**What is expected:** Below are entries. Copy exactly the lines running from the line that holds "pub trait JsonParsable: DeserializeOwned" to the line that holds "impl<T: JsonParsable> JsonParsable for Vec<T>", with both ends included.

--- Material supplied ---

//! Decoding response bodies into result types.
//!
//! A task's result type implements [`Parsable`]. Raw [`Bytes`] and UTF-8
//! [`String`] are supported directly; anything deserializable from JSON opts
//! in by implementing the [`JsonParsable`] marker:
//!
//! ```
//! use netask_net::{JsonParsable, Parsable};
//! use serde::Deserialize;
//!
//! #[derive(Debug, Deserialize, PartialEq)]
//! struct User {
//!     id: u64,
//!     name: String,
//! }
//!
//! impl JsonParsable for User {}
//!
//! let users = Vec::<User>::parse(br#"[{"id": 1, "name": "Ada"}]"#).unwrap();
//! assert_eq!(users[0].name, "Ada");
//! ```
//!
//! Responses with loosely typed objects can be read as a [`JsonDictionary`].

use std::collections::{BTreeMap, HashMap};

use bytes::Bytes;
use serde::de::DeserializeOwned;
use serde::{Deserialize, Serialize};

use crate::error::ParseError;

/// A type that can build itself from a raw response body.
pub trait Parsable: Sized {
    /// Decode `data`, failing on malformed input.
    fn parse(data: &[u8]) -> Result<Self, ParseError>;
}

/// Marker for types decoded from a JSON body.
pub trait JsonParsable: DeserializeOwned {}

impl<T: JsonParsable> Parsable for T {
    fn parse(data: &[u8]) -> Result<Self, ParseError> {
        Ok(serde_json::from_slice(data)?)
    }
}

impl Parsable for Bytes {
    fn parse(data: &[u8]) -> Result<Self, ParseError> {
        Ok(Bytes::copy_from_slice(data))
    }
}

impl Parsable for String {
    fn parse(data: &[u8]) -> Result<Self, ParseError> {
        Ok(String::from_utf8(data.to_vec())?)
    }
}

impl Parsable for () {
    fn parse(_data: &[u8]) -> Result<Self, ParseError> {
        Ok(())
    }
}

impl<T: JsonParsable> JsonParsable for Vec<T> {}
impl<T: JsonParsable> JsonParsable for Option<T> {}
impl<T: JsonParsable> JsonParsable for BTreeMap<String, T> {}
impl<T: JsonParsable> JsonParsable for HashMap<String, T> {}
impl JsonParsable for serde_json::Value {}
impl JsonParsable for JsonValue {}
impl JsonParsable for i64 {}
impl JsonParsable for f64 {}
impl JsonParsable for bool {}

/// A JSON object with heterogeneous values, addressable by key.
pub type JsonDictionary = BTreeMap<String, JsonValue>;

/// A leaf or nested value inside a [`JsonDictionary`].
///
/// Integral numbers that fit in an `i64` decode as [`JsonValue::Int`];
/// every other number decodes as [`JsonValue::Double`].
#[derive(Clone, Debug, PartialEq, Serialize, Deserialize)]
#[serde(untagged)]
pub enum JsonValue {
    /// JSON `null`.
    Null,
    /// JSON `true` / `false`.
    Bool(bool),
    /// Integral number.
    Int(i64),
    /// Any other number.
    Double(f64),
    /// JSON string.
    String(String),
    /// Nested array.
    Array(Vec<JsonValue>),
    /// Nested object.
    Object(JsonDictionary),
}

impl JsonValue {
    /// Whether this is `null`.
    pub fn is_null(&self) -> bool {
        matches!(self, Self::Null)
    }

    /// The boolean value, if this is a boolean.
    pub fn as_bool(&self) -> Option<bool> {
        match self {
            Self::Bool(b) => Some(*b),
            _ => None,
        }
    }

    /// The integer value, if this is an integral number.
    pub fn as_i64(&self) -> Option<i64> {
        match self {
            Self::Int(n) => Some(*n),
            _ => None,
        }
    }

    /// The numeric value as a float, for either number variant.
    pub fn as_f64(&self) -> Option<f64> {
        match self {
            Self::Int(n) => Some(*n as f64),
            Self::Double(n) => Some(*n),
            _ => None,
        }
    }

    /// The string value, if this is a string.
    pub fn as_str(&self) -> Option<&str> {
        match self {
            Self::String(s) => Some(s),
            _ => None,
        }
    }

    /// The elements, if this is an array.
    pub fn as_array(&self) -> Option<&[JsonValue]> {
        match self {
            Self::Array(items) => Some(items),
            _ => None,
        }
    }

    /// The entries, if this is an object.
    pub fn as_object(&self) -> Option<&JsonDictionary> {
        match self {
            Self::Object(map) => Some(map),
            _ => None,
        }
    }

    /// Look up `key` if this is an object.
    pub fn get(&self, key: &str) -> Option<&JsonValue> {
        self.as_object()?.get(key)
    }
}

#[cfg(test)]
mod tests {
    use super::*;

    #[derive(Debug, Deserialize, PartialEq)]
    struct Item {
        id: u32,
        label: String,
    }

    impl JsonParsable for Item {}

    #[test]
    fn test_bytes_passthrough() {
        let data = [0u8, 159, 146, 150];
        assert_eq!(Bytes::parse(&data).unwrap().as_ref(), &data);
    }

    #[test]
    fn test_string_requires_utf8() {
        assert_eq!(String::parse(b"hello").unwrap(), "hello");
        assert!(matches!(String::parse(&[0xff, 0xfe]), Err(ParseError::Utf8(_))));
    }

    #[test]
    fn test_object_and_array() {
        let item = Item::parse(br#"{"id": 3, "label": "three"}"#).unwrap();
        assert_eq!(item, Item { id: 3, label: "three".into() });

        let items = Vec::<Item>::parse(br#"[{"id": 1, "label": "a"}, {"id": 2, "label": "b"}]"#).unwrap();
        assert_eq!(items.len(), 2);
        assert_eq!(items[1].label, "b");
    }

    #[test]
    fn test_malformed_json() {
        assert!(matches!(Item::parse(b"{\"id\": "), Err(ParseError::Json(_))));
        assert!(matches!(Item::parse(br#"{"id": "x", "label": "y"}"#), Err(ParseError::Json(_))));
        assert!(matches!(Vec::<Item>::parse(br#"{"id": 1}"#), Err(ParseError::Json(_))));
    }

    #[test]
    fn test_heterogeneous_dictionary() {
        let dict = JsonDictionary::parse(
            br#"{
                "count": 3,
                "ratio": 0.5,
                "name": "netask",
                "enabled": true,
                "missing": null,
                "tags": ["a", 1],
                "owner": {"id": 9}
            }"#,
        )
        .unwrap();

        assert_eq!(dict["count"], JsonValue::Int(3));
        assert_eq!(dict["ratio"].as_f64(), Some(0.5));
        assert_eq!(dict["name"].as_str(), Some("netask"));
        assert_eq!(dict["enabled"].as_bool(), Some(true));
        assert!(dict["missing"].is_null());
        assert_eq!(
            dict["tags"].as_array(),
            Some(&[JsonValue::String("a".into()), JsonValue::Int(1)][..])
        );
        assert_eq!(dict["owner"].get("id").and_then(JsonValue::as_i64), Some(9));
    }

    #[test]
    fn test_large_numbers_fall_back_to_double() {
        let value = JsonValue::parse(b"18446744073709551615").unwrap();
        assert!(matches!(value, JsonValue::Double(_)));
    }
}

---
--- Material supplied ---

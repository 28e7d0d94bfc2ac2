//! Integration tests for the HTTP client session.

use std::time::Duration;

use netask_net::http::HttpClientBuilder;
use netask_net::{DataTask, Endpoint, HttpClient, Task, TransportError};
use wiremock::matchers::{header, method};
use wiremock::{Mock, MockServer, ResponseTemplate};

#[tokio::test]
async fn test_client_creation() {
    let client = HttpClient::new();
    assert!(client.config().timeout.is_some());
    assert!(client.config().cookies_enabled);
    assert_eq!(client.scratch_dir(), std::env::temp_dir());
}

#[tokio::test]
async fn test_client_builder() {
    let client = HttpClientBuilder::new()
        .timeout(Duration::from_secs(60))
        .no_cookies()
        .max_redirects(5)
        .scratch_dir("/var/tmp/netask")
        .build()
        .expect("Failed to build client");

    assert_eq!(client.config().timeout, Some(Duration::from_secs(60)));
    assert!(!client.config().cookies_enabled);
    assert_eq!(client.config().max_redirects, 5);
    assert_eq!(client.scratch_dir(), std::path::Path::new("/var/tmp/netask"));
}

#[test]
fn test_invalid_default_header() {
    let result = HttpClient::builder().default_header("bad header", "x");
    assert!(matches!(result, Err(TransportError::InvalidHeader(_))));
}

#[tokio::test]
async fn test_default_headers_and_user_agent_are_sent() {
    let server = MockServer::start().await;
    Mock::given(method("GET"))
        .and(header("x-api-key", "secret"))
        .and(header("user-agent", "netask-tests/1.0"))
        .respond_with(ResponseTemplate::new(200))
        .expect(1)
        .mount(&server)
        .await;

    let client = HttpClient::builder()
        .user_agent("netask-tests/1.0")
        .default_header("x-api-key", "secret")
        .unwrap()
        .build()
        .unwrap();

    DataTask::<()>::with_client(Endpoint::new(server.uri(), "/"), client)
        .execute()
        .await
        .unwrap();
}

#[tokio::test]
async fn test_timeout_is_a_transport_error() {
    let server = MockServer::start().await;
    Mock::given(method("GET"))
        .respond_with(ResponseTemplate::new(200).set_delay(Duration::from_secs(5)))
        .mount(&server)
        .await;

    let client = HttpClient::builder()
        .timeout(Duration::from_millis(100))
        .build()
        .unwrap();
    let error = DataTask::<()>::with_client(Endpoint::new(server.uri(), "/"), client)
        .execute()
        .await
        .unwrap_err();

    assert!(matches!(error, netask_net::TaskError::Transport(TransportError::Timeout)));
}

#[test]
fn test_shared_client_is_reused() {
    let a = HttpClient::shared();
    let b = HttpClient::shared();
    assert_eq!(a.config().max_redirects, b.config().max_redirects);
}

---

**Answer below:**
pub trait JsonParsable: DeserializeOwned {}

impl<T: JsonParsable> Parsable for T {
    fn parse(data: &[u8]) -> Result<Self, ParseError> {
        Ok(serde_json::from_slice(data)?)
    }
}

impl Parsable for Bytes {
    fn parse(data: &[u8]) -> Result<Self, ParseError> {
        Ok(Bytes::copy_from_slice(data))
    }
}

impl Parsable for String {
    fn parse(data: &[u8]) -> Result<Self, ParseError> {
        Ok(String::from_utf8(data.to_vec())?)
    }
}

impl Parsable for () {
    fn parse(_data: &[u8]) -> Result<Self, ParseError> {
        Ok(())
    }
}

impl<T: JsonParsable> JsonParsable for Vec<T> {}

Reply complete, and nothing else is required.